Puzzletron is a piece of PHP software used for organizing puzzle writing for puzzlehunts. The first commit on GitHub says it was imported from Metaphysical Plant in 2011; it’s likely older. There are active commits each year until January 2018, and AMA responses from Setec (2019) and Left Out (2020) mentioning it, so I believe most if not all Mystery Hunt writing teams used and improved Puzzletron and passed it down over those years.

Puzzletron was, in particular, one of the few things I touched in my minor participation in the writing and running of the 2015 MIT Mystery Hunt. I liked tweaking the colors and styles. I did not like working with PHP. Certainly back then I had a very negative impression of the language, enough so to pothole the “PHP” to eevee’s famous critique on its design, but my (extremely secondhand) impression today is that modern PHP has improved a lot and sports some pretty good features and frameworks.

Unfortunately, Puzzletron is very, very much not modern PHP. It only ran on some 5.x version, which was still full of language landmines and is now years after its end of life; one particular incident I remembered was that one of my commits broke Puzzletron by proxy because a slightly older version of the PHP parser didn’t understand the concept of indexing into an expression. All the SQL queries were strung together with sprintf and mysql_real_escape_string.1 There were dozens of magic numbers, gobs of copy-pasted code, and a wonderful permissions system consisting of 12 non-mutually-exclusive roles that each granted you some subset of 11 distinct permissions according to this handy table.
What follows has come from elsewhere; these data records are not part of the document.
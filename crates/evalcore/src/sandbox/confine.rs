//! Resource confinement applied to a spawned child between `fork` and
//! `exec`, via `std::os::unix::process::CommandExt::pre_exec`.
//!
//! Every call here must be async-signal-safe: no allocation, no locking,
//! just direct syscall wrappers. `nix` gives us that without hand-written
//! `unsafe extern "C"` declarations.

use std::io;

use nix::sched::{unshare, CloneFlags};
use nix::sys::resource::{setrlimit, Resource};
use nix::unistd::{setgid, setuid, Gid, Uid};

/// What to enforce in the child before the target program is exec'd.
#[derive(Debug, Clone, Copy)]
pub struct Confinement {
    pub cpu_time_seconds: u64,
    pub address_space_bytes: u64,
    pub pids_limit: u64,
    /// `None` for the compile step, which runs as the service's own uid so
    /// it can write the compiled artifact into the workspace it owns.
    pub drop_to: Option<(u32, u32)>,
}

impl Confinement {
    /// Apply every limit. Called from inside `pre_exec`; any error here
    /// aborts the child before `exec` runs, which `Command::spawn` surfaces
    /// to the parent as a normal I/O error.
    pub fn apply(&self) -> io::Result<()> {
        setrlimit(Resource::RLIMIT_CPU, self.cpu_time_seconds, self.cpu_time_seconds)
            .map_err(nix_to_io)?;
        setrlimit(
            Resource::RLIMIT_AS,
            self.address_space_bytes,
            self.address_space_bytes,
        )
        .map_err(nix_to_io)?;
        setrlimit(Resource::RLIMIT_NPROC, self.pids_limit, self.pids_limit).map_err(nix_to_io)?;

        // Network denial: a fresh, unconnected network namespace.
        unshare(CloneFlags::CLONE_NEWNET).map_err(nix_to_io)?;

        if let Some((uid, gid)) = self.drop_to {
            setgid(Gid::from_raw(gid)).map_err(nix_to_io)?;
            setuid(Uid::from_raw(uid)).map_err(nix_to_io)?;
        }

        Ok(())
    }
}

fn nix_to_io(e: nix::Error) -> io::Error {
    io::Error::from_raw_os_error(e as i32)
}
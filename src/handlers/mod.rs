//! HTTP Request Handlers
//!
//! This module contains all HTTP request handlers organized by domain.

pub mod health;
pub mod submit;

use axum::Router;

use crate::state::AppState;

/// Create all API routes
pub fn routes() -> Router<AppState> {
    Router::new().merge(health::routes()).merge(submit::routes())
}

#[cfg(test)]
mod tests {
    use super::*;
    use async_trait::async_trait;
    use axum::body::Body;
    use axum::http::{Request, StatusCode};
    use judge_common::{EvaluationResultWire, OverallStatus, SubmissionRequest};
    use std::sync::Arc;
    use tower::ServiceExt;

    use crate::clients::{EngineClient, ProblemCatalogClient};
    use crate::config::{Config, ServerConfig, UpstreamConfig};
    use crate::error::AppResult;
    use crate::models::Problem;

    struct NullEngine;

    #[async_trait]
    impl EngineClient for NullEngine {
        async fn evaluate(&self, request: SubmissionRequest) -> AppResult<EvaluationResultWire> {
            Ok(EvaluationResultWire {
                submission_id: request.submission_id,
                overall_status: OverallStatus::Accepted,
                compile_log: String::new(),
                max_time_ms: 0,
                max_memory_kb: 0,
                tests: vec![],
            })
        }
    }

    struct NullCatalog;

    #[async_trait]
    impl ProblemCatalogClient for NullCatalog {
        async fn get_problem(&self, _problem_id: &str) -> AppResult<Option<Problem>> {
            Ok(None)
        }
    }

    fn test_state() -> AppState {
        AppState::new(
            Arc::new(NullEngine),
            Arc::new(NullCatalog),
            Config {
                server: ServerConfig {
                    bind_addr: "0.0.0.0:0".to_string(),
                    rust_log: "info".to_string(),
                },
                upstream: UpstreamConfig {
                    engine_url: "http://localhost:8090".to_string(),
                    catalog_url: "http://localhost:8081".to_string(),
                    timeout_secs: 1,
                },
            },
        )
    }

    #[tokio::test]
    async fn health_route_is_reachable_through_the_full_router() {
        let app = routes().with_state(test_state());

        let response = app
            .oneshot(Request::builder().uri("/health").body(Body::empty()).unwrap())
            .await
            .unwrap();

        assert_eq!(response.status(), StatusCode::OK);
    }
}
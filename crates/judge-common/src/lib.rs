//! Wire types and shared error baseline for the CodeCoach evaluation core.

pub mod error;
pub mod types;

pub use error::CoreError;
pub use types::*;
//! Tolerant textual equality between a captured output file and an expected
//! output file.
//!
//! Strict byte equality produces false negatives for student programs that
//! emit platform-dependent line endings or trailing whitespace, so
//! comparison is normalized: carriage returns are stripped, trailing
//! spaces/tabs on each line are stripped, and trailing empty lines are
//! dropped before the two line sequences are compared.

use std::fs::File;
use std::io::{BufRead, BufReader};
use std::path::Path;

/// Returns `true` if the two files are equal under tolerant normalization.
/// A file that cannot be opened compares unequal to anything — absence is
/// treated as a failure to produce output, not an error.
pub fn files_equal(actual: &Path, expected: &Path) -> bool {
    let actual_lines = normalized_lines(actual);
    let expected_lines = normalized_lines(expected);
    actual_lines == expected_lines
}

/// Read a file into its normalized line sequence. Returns an empty vector
/// (never an error) if the file cannot be opened.
fn normalized_lines(path: &Path) -> Vec<String> {
    let Ok(file) = File::open(path) else {
        return Vec::new();
    };

    let mut lines: Vec<String> = BufReader::new(file)
        .lines()
        .map_while(Result::ok)
        .map(|line| trim_trailing(&line))
        .collect();

    while matches!(lines.last(), Some(last) if last.is_empty()) {
        lines.pop();
    }

    lines
}

/// Strip a trailing `\r` (in case the reader left one) plus trailing spaces
/// and tabs.
fn trim_trailing(line: &str) -> String {
    line.trim_end_matches(['\r', ' ', '\t']).to_string()
}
One particularly endearing button had a bold red warning above it saying, “Please don’t press this button”. I commented out the button.

diff --git a/postprod.php b/postprod.php
index fd1d564..02353ae 100644
--- a/postprod.php
+++ b/postprod.php
$puzzles = getPuzzlesInPostprodAndLater($uid);
displayQueue($uid,$puzzles, "notes finallinks", FALSE);
?>
+There used to be a button here, but I removed it.
+<!--
<hr>
<br>
<div class="warning">Warning: Please don't press this button. If you were supposed to press this button, you would know.</div>
@@ -23,6 +25,7 @@ displayQueue($uid,$puzzles, "notes finallinks", FALSE);
<input type="submit" name="postprodAll" value="Re-postprod ALL puzzles (THIS CANNOT BE UNDONE) [This will take a LONG TIME!]">
</form>
<br>
+-->
<?php
// End the HTML
foot();

Cheap technical shots aside, even in everyday usage, it was incredibly easy to misclick a link and accidentally spoil yourself on any puzzle; communication within testsolving groups and between them and puzzle authors was unnecessarily limited; and, despite figuring out a mostly reasonable subset of permissions to use, we still found that the permission system and a few other artificial restrictions in the code got in the way more than they helped.
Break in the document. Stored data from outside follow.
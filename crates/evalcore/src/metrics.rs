//! Prometheus metrics for the evaluation engine.

use std::sync::LazyLock;

use prometheus::{
    Encoder, HistogramOpts, HistogramVec, IntCounter, IntCounterVec, IntGauge, Registry,
    TextEncoder,
};

/// Global metrics registry.
pub static REGISTRY: LazyLock<Registry> = LazyLock::new(Registry::new);

/// Wall-clock duration of a single sandbox run, by outcome status.
pub static RUN_DURATION: LazyLock<HistogramVec> = LazyLock::new(|| {
    let opts = HistogramOpts::new(
        "evalcore_run_duration_seconds",
        "Wall-clock time spent in a single sandboxed run",
    )
    .buckets(vec![0.05, 0.1, 0.25, 0.5, 1.0, 2.0, 5.0, 10.0, 30.0]);
    HistogramVec::new(opts, &["status"]).expect("failed to create histogram")
});

/// Peak memory observed for a single test, by outcome status.
pub static RUN_MEMORY_KB: LazyLock<HistogramVec> = LazyLock::new(|| {
    let opts = HistogramOpts::new(
        "evalcore_run_memory_kb",
        "Peak resident memory observed for a sandboxed run",
    )
    .buckets(vec![
        1024.0, 16384.0, 65536.0, 131072.0, 262144.0, 524288.0, 1048576.0,
    ]);
    HistogramVec::new(opts, &["status"]).expect("failed to create histogram")
});

/// Per-test verdict counter.
pub static TEST_VERDICTS_TOTAL: LazyLock<IntCounterVec> = LazyLock::new(|| {
    IntCounterVec::new(
        prometheus::Opts::new("evalcore_test_verdicts_total", "Per-test verdicts issued"),
        &["status"],
    )
    .expect("failed to create counter")
});

/// Overall-submission verdict counter.
pub static SUBMISSION_VERDICTS_TOTAL: LazyLock<IntCounterVec> = LazyLock::new(|| {
    IntCounterVec::new(
        prometheus::Opts::new(
            "evalcore_submission_verdicts_total",
            "Overall verdicts issued per submission",
        ),
        &["status"],
    )
    .expect("failed to create counter")
});

/// Submissions currently being evaluated.
pub static ACTIVE_SUBMISSIONS: LazyLock<IntGauge> = LazyLock::new(|| {
    IntGauge::new(
        "evalcore_active_submissions",
        "Submissions currently being evaluated",
    )
    .expect("failed to create gauge")
});

/// Workspaces removed by the background sweep.
pub static WORKSPACES_SWEPT_TOTAL: LazyLock<IntCounter> = LazyLock::new(|| {
    IntCounter::new(
        "evalcore_workspaces_swept_total",
        "Workspace directories removed by the background sweep",
    )
    .expect("failed to create counter")
});

/// Register every metric with the global registry. Safe to call more than
/// once only in tests; production code calls this exactly once at startup.
pub fn init_metrics() {
    REGISTRY
        .register(Box::new(RUN_DURATION.clone()))
        .expect("failed to register metric");
    REGISTRY
        .register(Box::new(RUN_MEMORY_KB.clone()))
        .expect("failed to register metric");
    REGISTRY
        .register(Box::new(TEST_VERDICTS_TOTAL.clone()))
        .expect("failed to register metric");
    REGISTRY
        .register(Box::new(SUBMISSION_VERDICTS_TOTAL.clone()))
        .expect("failed to register metric");
    REGISTRY
        .register(Box::new(ACTIVE_SUBMISSIONS.clone()))
        .expect("failed to register metric");
    REGISTRY
        .register(Box::new(WORKSPACES_SWEPT_TOTAL.clone()))
        .expect("failed to register metric");
}

/// Record one test's outcome.
pub fn record_test(status: &str, duration_secs: f64, memory_kb: u64) {
    RUN_DURATION.with_label_values(&[status]).observe(duration_secs);
    RUN_MEMORY_KB
        .with_label_values(&[status])
        .observe(memory_kb as f64);
    TEST_VERDICTS_TOTAL.with_label_values(&[status]).inc();
}

/// Record one submission's overall outcome.
pub fn record_submission(status: &str) {
    SUBMISSION_VERDICTS_TOTAL.with_label_values(&[status]).inc();
}

/// Record the background sweep removing `count` stale workspaces.
pub fn record_sweep(count: usize) {
    WORKSPACES_SWEPT_TOTAL.inc_by(count as u64);
}

/// HTTP server exposing the Prometheus text format on its own port,
/// independent of the main evaluation API.
pub struct MetricsServer;

impl MetricsServer {
    pub async fn run(port: u16) -> anyhow::Result<()> {
        use axum::{routing::get, Router};
        use std::net::SocketAddr;

        let app = Router::new().route("/metrics", get(Self::metrics_handler));

        let addr = SocketAddr::from(([0, 0, 0, 0], port));
        tracing::info!("metrics server listening on {}", addr);

        let listener = tokio::net::TcpListener::bind(addr).await?;
        axum::serve(listener, app).await?;

        Ok(())
    }

    async fn metrics_handler() -> String {
        let encoder = TextEncoder::new();
        let metric_families = REGISTRY.gather();
        let mut buffer = Vec::new();
        encoder
            .encode(&metric_families, &mut buffer)
            .expect("prometheus encoding is infallible for well-formed metrics");
        String::from_utf8(buffer).expect("prometheus text format is valid utf-8")
    }
}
Now, I want to be clear that I don’t think this reflects negatively on any of Puzzletron’s past developers in any way and that I am still deeply grateful to all of them for passing down such a tool. The maximalist feature set is to be expected of a tool that’s been passed down through so many different teams, each of which would have used it for exactly one iteration of the full hunt-writing cycle. Teams would naturally add features they want, but sensibly avoid the low-reward high-risk endeavor of removing or refactoring code from a codebase they’d only be using for one year; plus, you’d never know if a future team might want a feature you’re removing. And despite all its flaws, Puzzletron still worked a lot better for organizing GPH 2018 and 2019 than the ad-hoc Google Sheets–based approach we used in 2017; and without having used it and knowing what things worked and what things didn’t, I doubt we could have designed a system anywhere as good as what we ended up with.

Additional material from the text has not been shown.